◆ How to complete this task
Please show every line in the entries below that includes the word "language".

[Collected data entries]

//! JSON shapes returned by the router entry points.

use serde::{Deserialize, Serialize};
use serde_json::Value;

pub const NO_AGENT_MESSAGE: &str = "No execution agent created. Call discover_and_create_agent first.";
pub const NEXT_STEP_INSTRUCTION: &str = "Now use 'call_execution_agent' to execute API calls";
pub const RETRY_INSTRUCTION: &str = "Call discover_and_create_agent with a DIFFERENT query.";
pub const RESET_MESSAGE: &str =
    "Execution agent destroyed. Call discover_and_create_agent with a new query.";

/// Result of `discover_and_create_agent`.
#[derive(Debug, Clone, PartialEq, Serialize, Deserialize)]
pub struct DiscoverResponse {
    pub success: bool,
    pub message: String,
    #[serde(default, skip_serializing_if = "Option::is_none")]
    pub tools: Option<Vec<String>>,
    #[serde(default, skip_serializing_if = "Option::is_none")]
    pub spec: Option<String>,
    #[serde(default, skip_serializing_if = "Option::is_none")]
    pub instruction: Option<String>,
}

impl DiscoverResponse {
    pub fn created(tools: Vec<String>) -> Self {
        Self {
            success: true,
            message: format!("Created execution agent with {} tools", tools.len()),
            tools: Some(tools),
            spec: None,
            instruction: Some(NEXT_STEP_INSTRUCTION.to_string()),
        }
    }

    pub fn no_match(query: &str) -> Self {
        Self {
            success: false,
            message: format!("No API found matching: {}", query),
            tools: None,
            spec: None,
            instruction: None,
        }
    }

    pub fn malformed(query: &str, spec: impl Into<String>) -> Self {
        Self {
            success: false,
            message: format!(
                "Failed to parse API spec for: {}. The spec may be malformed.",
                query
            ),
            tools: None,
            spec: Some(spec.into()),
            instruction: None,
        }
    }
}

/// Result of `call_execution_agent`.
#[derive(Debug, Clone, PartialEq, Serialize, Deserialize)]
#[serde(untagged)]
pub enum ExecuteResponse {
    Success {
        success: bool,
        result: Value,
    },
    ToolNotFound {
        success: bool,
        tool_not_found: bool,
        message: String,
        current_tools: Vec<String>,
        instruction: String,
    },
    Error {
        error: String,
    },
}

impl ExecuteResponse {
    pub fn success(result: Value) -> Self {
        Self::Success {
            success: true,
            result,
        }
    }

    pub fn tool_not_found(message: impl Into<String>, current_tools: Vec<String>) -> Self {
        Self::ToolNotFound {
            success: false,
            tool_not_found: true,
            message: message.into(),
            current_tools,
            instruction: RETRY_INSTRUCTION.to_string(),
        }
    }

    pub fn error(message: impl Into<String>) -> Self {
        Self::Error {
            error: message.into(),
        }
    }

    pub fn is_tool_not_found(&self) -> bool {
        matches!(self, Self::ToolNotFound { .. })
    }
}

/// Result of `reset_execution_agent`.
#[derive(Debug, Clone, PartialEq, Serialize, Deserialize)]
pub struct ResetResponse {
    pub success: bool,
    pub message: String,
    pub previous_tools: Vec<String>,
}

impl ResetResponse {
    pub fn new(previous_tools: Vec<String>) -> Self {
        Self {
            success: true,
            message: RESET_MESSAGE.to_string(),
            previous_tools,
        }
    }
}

---

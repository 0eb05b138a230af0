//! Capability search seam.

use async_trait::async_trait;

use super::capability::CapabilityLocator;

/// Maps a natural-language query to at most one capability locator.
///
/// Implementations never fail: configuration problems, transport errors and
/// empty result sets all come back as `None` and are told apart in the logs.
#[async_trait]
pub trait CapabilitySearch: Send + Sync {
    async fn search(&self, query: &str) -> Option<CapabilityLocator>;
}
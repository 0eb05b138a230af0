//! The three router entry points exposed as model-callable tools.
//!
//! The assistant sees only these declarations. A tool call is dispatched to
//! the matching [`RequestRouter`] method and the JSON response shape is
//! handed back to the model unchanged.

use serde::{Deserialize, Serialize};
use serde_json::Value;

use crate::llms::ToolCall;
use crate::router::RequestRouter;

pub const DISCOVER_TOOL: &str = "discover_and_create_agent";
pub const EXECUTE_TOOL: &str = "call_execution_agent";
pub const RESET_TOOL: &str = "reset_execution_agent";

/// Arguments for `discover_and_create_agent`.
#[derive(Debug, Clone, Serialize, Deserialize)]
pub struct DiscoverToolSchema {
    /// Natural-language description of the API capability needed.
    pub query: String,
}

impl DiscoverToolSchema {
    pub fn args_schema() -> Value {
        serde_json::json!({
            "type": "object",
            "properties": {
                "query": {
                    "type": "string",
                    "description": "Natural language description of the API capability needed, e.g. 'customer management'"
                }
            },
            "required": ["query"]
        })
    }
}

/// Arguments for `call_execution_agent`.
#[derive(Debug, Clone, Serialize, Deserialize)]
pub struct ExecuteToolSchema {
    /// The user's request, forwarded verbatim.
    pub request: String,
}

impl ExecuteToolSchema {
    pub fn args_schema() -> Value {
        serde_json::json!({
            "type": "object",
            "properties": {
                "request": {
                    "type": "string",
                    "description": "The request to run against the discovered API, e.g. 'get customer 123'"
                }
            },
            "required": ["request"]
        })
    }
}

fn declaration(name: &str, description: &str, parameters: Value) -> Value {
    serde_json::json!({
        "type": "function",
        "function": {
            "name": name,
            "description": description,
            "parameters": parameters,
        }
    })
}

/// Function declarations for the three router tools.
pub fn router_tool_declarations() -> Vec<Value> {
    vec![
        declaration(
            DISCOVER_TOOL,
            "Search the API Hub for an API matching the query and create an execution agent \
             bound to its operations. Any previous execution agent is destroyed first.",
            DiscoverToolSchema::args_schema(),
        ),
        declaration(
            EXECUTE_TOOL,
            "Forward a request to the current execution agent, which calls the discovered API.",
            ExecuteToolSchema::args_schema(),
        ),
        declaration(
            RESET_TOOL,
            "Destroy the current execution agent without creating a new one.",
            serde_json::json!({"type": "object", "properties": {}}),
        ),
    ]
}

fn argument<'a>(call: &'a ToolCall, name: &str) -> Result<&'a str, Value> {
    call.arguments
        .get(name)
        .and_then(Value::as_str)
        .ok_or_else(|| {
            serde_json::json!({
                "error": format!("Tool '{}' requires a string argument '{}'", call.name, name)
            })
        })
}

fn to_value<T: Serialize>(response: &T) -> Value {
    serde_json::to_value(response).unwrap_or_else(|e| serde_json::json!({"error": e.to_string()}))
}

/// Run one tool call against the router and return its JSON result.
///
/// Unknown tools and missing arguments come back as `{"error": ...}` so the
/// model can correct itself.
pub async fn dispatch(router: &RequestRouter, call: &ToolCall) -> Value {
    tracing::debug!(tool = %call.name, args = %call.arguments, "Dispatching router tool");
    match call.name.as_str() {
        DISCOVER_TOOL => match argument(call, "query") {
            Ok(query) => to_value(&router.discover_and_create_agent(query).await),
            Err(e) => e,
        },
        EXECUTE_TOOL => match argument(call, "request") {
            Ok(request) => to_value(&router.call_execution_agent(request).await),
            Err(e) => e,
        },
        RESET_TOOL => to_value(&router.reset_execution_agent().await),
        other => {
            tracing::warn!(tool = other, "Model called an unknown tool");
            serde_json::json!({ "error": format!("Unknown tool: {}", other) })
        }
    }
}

* * *

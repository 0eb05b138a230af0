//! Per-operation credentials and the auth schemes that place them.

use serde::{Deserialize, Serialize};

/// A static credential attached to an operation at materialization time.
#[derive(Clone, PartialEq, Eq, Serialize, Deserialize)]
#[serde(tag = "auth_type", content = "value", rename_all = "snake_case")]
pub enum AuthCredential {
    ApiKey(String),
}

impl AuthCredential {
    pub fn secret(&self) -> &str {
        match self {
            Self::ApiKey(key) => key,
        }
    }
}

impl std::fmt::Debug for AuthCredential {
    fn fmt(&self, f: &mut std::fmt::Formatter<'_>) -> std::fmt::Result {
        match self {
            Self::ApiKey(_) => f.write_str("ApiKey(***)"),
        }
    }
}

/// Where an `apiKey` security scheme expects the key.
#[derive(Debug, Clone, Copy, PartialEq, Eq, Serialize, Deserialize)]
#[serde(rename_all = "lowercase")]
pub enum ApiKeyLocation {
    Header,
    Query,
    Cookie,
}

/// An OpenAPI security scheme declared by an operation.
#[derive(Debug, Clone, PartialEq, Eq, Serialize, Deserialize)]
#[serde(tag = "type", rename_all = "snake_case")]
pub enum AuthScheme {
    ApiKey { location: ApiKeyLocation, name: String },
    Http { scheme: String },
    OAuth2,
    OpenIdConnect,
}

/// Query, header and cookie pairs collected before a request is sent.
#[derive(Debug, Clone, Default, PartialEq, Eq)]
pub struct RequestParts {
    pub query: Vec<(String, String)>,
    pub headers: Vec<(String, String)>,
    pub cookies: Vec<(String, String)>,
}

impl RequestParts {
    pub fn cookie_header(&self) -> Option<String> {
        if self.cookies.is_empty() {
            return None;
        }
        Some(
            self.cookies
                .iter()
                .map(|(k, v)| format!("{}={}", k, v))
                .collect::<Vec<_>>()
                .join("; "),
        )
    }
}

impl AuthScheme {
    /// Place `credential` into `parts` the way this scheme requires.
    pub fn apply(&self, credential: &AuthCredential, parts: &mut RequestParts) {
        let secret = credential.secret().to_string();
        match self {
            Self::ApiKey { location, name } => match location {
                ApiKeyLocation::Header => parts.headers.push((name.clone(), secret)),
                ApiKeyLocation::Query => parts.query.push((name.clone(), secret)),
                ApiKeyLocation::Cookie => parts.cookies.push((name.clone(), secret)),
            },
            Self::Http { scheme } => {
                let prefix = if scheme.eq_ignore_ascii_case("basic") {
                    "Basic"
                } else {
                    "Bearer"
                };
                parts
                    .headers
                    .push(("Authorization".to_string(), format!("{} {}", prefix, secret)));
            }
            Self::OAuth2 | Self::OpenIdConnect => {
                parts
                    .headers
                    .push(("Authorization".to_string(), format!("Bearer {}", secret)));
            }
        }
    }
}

◆ Worked solution
/// Maps a natural-language query to at most one capability locator.
    /// Natural-language description of the API capability needed.
                    "description": "Natural language description of the API capability needed, e.g. 'customer management'"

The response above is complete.